Mortgage application volume increased 3.3% during the week ended April 12, driven mainly by a 5% increase is purchase applications, according to the Mortgage Bankers Association’s (MBA) Weekly Applications Survey.
Compared with the same week one year ago, applications for purchases were up 6%.
Applications for refinances increased 0.5% compared with the previous week and were up 11% compared with the same week one year ago.
The increase in applications came despite a jump in mortgage interest rates: The average rate for a 30-year fixed-rate mortgage was 7.13%, up from 7.01% the previous week.

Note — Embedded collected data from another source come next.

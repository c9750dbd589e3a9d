use recordhub_graphql::GraphQLError;
use thiserror::Error;

#[derive(Debug, Error)]
pub enum ActionError {
    #[error("Validation error: {0}")]
    Validation(String),

    #[error("Invalid view filter on '{field}': {message}")]
    InvalidViewFilter { field: String, message: String },

    /// The records API call failed; the error is passed through unchanged.
    #[error(transparent)]
    Api(#[from] GraphQLError),
}

impl ActionError {
    pub fn validation(msg: impl Into<String>) -> Self {
        Self::Validation(msg.into())
    }

    pub fn invalid_filter(field: impl Into<String>, message: impl Into<String>) -> Self {
        Self::InvalidViewFilter {
            field: field.into(),
            message: message.into(),
        }
    }
}

pub type Result<T> = std::result::Result<T, ActionError>;

#[cfg(test)]
mod tests {
    use super::*;

    #[test]
    fn test_api_error_is_transparent() {
        let err = ActionError::from(GraphQLError::PermissionDenied {
            object: "person".into(),
        });
        assert_eq!(
            err.to_string(),
            GraphQLError::PermissionDenied {
                object: "person".into()
            }
            .to_string()
        );
    }

    #[test]
    fn test_validation_display() {
        assert_eq!(
            ActionError::validation("Current view ID is not defined").to_string(),
            "Validation error: Current view ID is not defined"
        );
    }
}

“Rates increased for the second consecutive week, driven by incoming data indicating that the economy remains strong and inflation is proving tougher to bring down,” says Joel Kan, vice president and deputy chief economist for the MBA, in a statement. Mortgage rates increased across the board, with the 30-year fixed-rate at 7.13 percent – reaching its highest level since December 2023.”
“Despite these higher rates, application activity picked up, possibly as some borrowers decided to act in case rates continue to rise,” Kan says. “Purchase applications drove most of the increase, but remain at low levels of around 10 percent behind last year’s pace. Refinance applications increased very slightly, driven by a 3 percent gain in conventional applications.”
The refinance share of mortgage activity decreased to 32.1% of total applications, down from 33.3% the previous week.
The adjustable-rate mortgage (ARM) share of activity increased to 7.3% of total applications.